[Saved data entries]
- - - -

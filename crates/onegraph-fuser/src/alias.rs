//! Alias Analysis
//!
//! Groups values that may share tensor storage. Views, inplace results and
//! `if` outputs join the class of the value they may point to. The analysis
//! decides whether an inplace node can be rewritten to its out-of-place
//! form without changing what any later reader observes.
//!
//! @version 0.1.0
//! @author `AutomataNexus` Development Team

use rustc_hash::FxHashMap;

use crate::ir::{Graph, NodeId, Op, Producer, ValueId};

/// May-alias classes over the values of a graph.
#[derive(Debug, Clone)]
pub struct AliasAnalysis {
    class_of: Vec<usize>,
    members: FxHashMap<usize, Vec<ValueId>>,
}

impl AliasAnalysis {
    /// Builds the alias classes of every value in the graph.
    pub fn build(graph: &Graph) -> Self {
        let mut parent: Vec<usize> = (0..graph.num_values()).collect();

        for id in graph.all_nodes() {
            let node = graph.node(id);
            if node.op.may_alias_input() {
                if let (Some(&input), Some(&output)) = (node.inputs().first(), node.outputs().first()) {
                    union(&mut parent, input.index(), output.index());
                }
            }
            if matches!(node.op, Op::If) {
                for &block in node.blocks() {
                    for (&ret, &out) in graph.block_returns(block).iter().zip(node.outputs()) {
                        union(&mut parent, ret.index(), out.index());
                    }
                }
            }
        }

        let class_of: Vec<usize> = (0..parent.len()).map(|i| find(&mut parent, i)).collect();
        let mut members: FxHashMap<usize, Vec<ValueId>> = FxHashMap::default();
        for (i, &root) in class_of.iter().enumerate() {
            members.entry(root).or_default().push(ValueId(i));
        }
        Self { class_of, members }
    }

    /// Returns true if the two values may share storage.
    pub fn may_alias(&self, a: ValueId, b: ValueId) -> bool {
        self.class_of[a.index()] == self.class_of[b.index()]
    }

    /// Returns every value that may share storage with `value`, itself included.
    pub fn aliases(&self, value: ValueId) -> &[ValueId] {
        self.members
            .get(&self.class_of[value.index()])
            .map(Vec::as_slice)
            .unwrap_or(&[])
    }

    /// Returns true if the inplace node can be treated as out-of-place.
    ///
    /// The mutation is observable, and therefore unsafe, when an alias of
    /// the mutated base that exists before the node is a graph input, a
    /// constant, a graph output, or is read by a later top-level node.
    pub fn is_inplace_safe(&self, graph: &Graph, node: NodeId) -> bool {
        if !graph.is_top_level(node) {
            return false;
        }
        let n = graph.node(node);
        let (Some(&base), Some(&result)) = (n.inputs().first(), n.outputs().first()) else {
            return false;
        };
        let positions = graph.positions(graph.top_block());
        let Some(&at) = positions.get(&node) else {
            return false;
        };
        let position_of = |id: NodeId| positions.get(&graph.top_level_ancestor(id)).copied();

        for &alias in self.aliases(base) {
            if alias == result {
                continue;
            }
            match graph.value(alias).producer() {
                Producer::Input(_) => return false,
                Producer::Node { node: producer, .. } => {
                    if matches!(graph.node(producer).op, Op::Constant(_)) {
                        return false;
                    }
                    if position_of(producer).map_or(true, |p| p >= at) {
                        continue;
                    }
                }
            }
            if graph.is_graph_output(alias) {
                return false;
            }
            let read_later = graph
                .value(alias)
                .uses()
                .iter()
                .filter(|u| u.node != node)
                .any(|u| position_of(u.node).map_or(true, |p| p > at));
            if read_later {
                return false;
            }
        }
        true
    }
}

fn find(parent: &mut [usize], mut i: usize) -> usize {
    while parent[i] != i {
        parent[i] = parent[parent[i]];
        i = parent[i];
    }
    i
}

fn union(parent: &mut [usize], a: usize, b: usize) {
    let ra = find(parent, a);
    let rb = find(parent, b);
    if ra != rb {
        parent[ra.max(rb)] = ra.min(rb);
    }
}

// =============================================================================
// Tests
// =============================================================================
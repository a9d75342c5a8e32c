//! Quantize Lifting
//!
//! Moves a per-tensor quantize up across a chain of layout-only operators
//! so the chain runs on the narrow dtype and the quantize sits directly
//! after the partition that produces the chain's base value. A bf16 to f32
//! cast feeding the quantize moves with it. A lift is refused, leaving the
//! graph untouched, when a value that would become narrow has a consumer
//! that cannot accept a quantized operand.
//!
//! @version 0.1.0
//! @author `AutomataNexus` Development Team

use onegraph_tensor::DType;
use rustc_hash::FxHashSet;
use serde::{Deserialize, Serialize};
use tracing::debug;

use crate::error::FuseResult;
use crate::ir::{Graph, NodeId, Op, ValueId};
use crate::partition::Partition;

/// Counts of lift decisions.
#[derive(Debug, Clone, Copy, Default, PartialEq, Eq, Serialize, Deserialize)]
pub struct LiftStats {
    /// Quantize nodes moved.
    pub lifted: usize,
    /// Lifts refused by the legality check.
    pub rejected: usize,
}

struct Candidate {
    quantize: NodeId,
    cast: Option<NodeId>,
    /// Layout operators from the quantize upward.
    chain: Vec<NodeId>,
    base: ValueId,
}

fn find_candidate(graph: &Graph, quantize: NodeId) -> Option<Candidate> {
    let input = graph.node(quantize).inputs()[0];
    let mut cast = None;
    let mut cur = input;
    if let Some(p) = graph.producer_node(input) {
        let single_use = graph.value(input).uses().len() == 1 && !graph.is_block_return(input);
        let from_bf16 = graph
            .tensor_type(graph.node(p).inputs()[0])
            .map_or(false, |t| t.dtype == DType::BF16);
        if single_use && from_bf16 && matches!(graph.node(p).op, Op::To { dtype: DType::F32 }) {
            cast = Some(p);
            cur = graph.node(p).inputs()[0];
        }
    }

    let mut chain = Vec::new();
    while let Some(p) = graph.producer_node(cur) {
        if !graph.is_top_level(p) || !graph.node(p).op.is_shape_preserving_view() {
            break;
        }
        chain.push(p);
        cur = graph.node(p).inputs()[0];
    }
    if chain.is_empty() {
        return None;
    }
    Some(Candidate {
        quantize,
        cast,
        chain,
        base: cur,
    })
}

/// Checks that every value of the chain may become narrow. Outside the moved
/// nodes only a dequantize accepts a quantized operand.
fn is_legal(graph: &Graph, candidate: &Candidate) -> bool {
    let unit: FxHashSet<NodeId> = candidate
        .chain
        .iter()
        .copied()
        .chain(candidate.cast)
        .chain(std::iter::once(candidate.quantize))
        .collect();

    for &node in &candidate.chain {
        let out = graph.node(node).outputs()[0];
        if graph.is_block_return(out) {
            return false;
        }
        for u in graph.value(out).uses() {
            if unit.contains(&u.node) {
                continue;
            }
            let consumer = graph.node(u.node);
            if !matches!(consumer.op, Op::Dequantize) {
                debug!(
                    consumer = consumer.op.name(),
                    value = %out,
                    "lift rejected: consumer cannot take a quantized operand"
                );
                return false;
            }
        }
    }
    true
}

/// Lifts quantize nodes toward the partitions producing their inputs.
///
/// Types are stale after a lift; callers propagate before partitioning again.
pub fn lift_quantize(graph: &mut Graph, partitions: &[Partition]) -> FuseResult<LiftStats> {
    let mut stats = LiftStats::default();
    for node in graph.nodes().to_vec() {
        if !graph.contains(node) {
            continue;
        }
        if !matches!(graph.node(node).op, Op::QuantizePerTensor { .. }) {
            continue;
        }
        let Some(candidate) = find_candidate(graph, node) else {
            continue;
        };
        let Some(producer) = graph.producer_node(candidate.base) else {
            continue;
        };
        if !partitions.iter().any(|p| p.contains(producer)) {
            continue;
        }
        if !is_legal(graph, &candidate) {
            stats.rejected += 1;
            continue;
        }
        rewrite(graph, &candidate, producer)?;
        stats.lifted += 1;
    }
    if stats.lifted + stats.rejected > 0 {
        debug!(lifted = stats.lifted, rejected = stats.rejected, "quantize lift finished");
    }
    Ok(stats)
}

fn rewrite(graph: &mut Graph, candidate: &Candidate, producer: NodeId) -> FuseResult<()> {
    let (Some(&first), Some(&last)) = (candidate.chain.last(), candidate.chain.first()) else {
        return Ok(());
    };
    let q_op = graph.node(candidate.quantize).op.clone();
    let mut anchor = producer;
    let mut value = candidate.base;
    if let Some(cast) = candidate.cast {
        let op = graph.node(cast).op.clone();
        anchor = graph.insert_after(anchor, op, &[value], 1);
        value = graph.node(anchor).outputs()[0];
    }
    let q = graph.insert_after(anchor, q_op, &[value], 1);
    let narrow = graph.node(q).outputs()[0];
    graph.set_input(first, 0, narrow);
    let old = graph.node(candidate.quantize).outputs()[0];
    let chain_out = graph.node(last).outputs()[0];
    graph.replace_all_uses(old, chain_out);
    graph.remove_node(candidate.quantize)?;
    if let Some(cast) = candidate.cast {
        graph.remove_node(cast)?;
    }
    debug!(
        quantize = candidate.quantize.index(),
        chain = candidate.chain.len(),
        "quantize lifted above layout chain"
    );
    Ok(())
}

// =============================================================================
// Tests
// =============================================================================
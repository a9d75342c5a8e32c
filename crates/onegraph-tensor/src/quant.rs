//! Quantization Parameters
//!
//! Affine quantization parameters carried by 8-bit quantized tensors, per
//! tensor or per channel along an axis, and the scalar quantize/dequantize
//! formulas used by the kernels.
//!
//! @version 0.1.0
//! @author `AutomataNexus` Development Team

use serde::{Deserialize, Serialize};

use crate::dtype::DType;
use crate::error::{TensorError, TensorResult};

// =============================================================================
// QParams
// =============================================================================

/// Scale and zero point of a quantized tensor.
#[derive(Debug, Clone, PartialEq, Serialize, Deserialize)]
pub enum QParams {
    /// One scale and zero point for the whole tensor.
    PerTensor {
        /// Step between adjacent integer levels.
        scale: f32,
        /// Integer level representing real zero.
        zero_point: i32,
    },
    /// One scale and zero point per slice along `axis`.
    PerChannel {
        /// Per-channel scales.
        scales: Vec<f32>,
        /// Per-channel zero points.
        zero_points: Vec<i32>,
        /// Channel axis.
        axis: usize,
    },
}

impl QParams {
    /// Creates per-tensor parameters.
    #[must_use]
    pub fn per_tensor(scale: f32, zero_point: i32) -> Self {
        Self::PerTensor { scale, zero_point }
    }

    /// Creates per-channel parameters, validating that lengths agree.
    pub fn per_channel(scales: Vec<f32>, zero_points: Vec<i32>, axis: usize) -> TensorResult<Self> {
        if scales.len() != zero_points.len() {
            return Err(TensorError::Quantization(format!(
                "{} scales but {} zero points",
                scales.len(),
                zero_points.len()
            )));
        }
        Ok(Self::PerChannel {
            scales,
            zero_points,
            axis,
        })
    }

    /// Returns true for per-tensor parameters.
    #[must_use]
    pub fn is_per_tensor(&self) -> bool {
        matches!(self, Self::PerTensor { .. })
    }

    /// Returns the (scale, zero point) for a channel index.
    #[must_use]
    pub fn channel(&self, index: usize) -> (f32, i32) {
        match self {
            Self::PerTensor { scale, zero_point } => (*scale, *zero_point),
            Self::PerChannel {
                scales,
                zero_points,
                ..
            } => (scales[index], zero_points[index]),
        }
    }

    /// Returns the channel axis of per-channel parameters.
    #[must_use]
    pub fn axis(&self) -> Option<usize> {
        match self {
            Self::PerTensor { .. } => None,
            Self::PerChannel { axis, .. } => Some(*axis),
        }
    }

    /// Returns the parameters after the tensor dimensions are reordered.
    #[must_use]
    pub fn permuted(&self, dims: &[usize]) -> Self {
        match self {
            Self::PerTensor { .. } => self.clone(),
            Self::PerChannel {
                scales,
                zero_points,
                axis,
            } => Self::PerChannel {
                scales: scales.clone(),
                zero_points: zero_points.clone(),
                axis: dims.iter().position(|&d| d == *axis).unwrap_or(*axis),
            },
        }
    }
}

// =============================================================================
// Scalar Formulas
// =============================================================================

/// Quantizes one value, rounding half to even and clamping to `[qmin, qmax]`.
#[must_use]
pub fn quantize_value(x: f32, scale: f32, zero_point: i32, qmin: i32, qmax: i32) -> f32 {
    let level = (x / scale).round_ties_even() + zero_point as f32;
    level.clamp(qmin as f32, qmax as f32)
}

/// Maps one integer level back to a real value.
#[must_use]
pub fn dequantize_value(q: f32, scale: f32, zero_point: i32) -> f32 {
    (q - zero_point as f32) * scale
}

/// Returns the full integer range of a quantized dtype.
pub fn dtype_range(dtype: DType) -> TensorResult<(i32, i32)> {
    dtype
        .quant_range(false)
        .ok_or(TensorError::UnsupportedDType {
            dtype,
            op: "quantize",
        })
}

// =============================================================================
// Tests
// =============================================================================

#[cfg(test)]
mod tests {
    use super::*;

    #[test]
    fn test_quantize_value() {
        assert_eq!(quantize_value(0.5, 0.1, 0, -128, 127), 5.0);
        assert_eq!(quantize_value(100.0, 0.1, 0, -128, 127), 127.0);
        assert_eq!(quantize_value(-1.0, 0.1, 10, 0, 255), 0.0);
        // halfway cases round to even
        assert_eq!(quantize_value(0.25, 0.1, 0, -128, 127), 2.0);
    }

    #[test]
    fn test_dequantize_value() {
        assert!((dequantize_value(5.0, 0.1, 0) - 0.5).abs() < 1e-6);
        assert!((dequantize_value(12.0, 0.5, 10) - 1.0).abs() < 1e-6);
    }

    #[test]
    fn test_per_channel_validation() {
        assert!(QParams::per_channel(vec![0.1, 0.2], vec![0], 0).is_err());
        let params = QParams::per_channel(vec![0.1, 0.2], vec![0, 0], 1).unwrap();
        assert_eq!(params.channel(1), (0.2, 0));
        assert_eq!(params.permuted(&[1, 0]).axis(), Some(0));
    }
}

- - - -

• [PROBLEM STATEMENT]: Among the lines above, find those holding "inputs" and copy each one.

• [YOUR SOLUTION]:
                if let (Some(&input), Some(&output)) = (node.inputs().first(), node.outputs().first()) {
        let (Some(&base), Some(&result)) = (n.inputs().first(), n.outputs().first()) else {
    let input = graph.node(quantize).inputs()[0];
            .tensor_type(graph.node(p).inputs()[0])
            cur = graph.node(p).inputs()[0];
        cur = graph.node(p).inputs()[0];
/// Lifts quantize nodes toward the partitions producing their inputs.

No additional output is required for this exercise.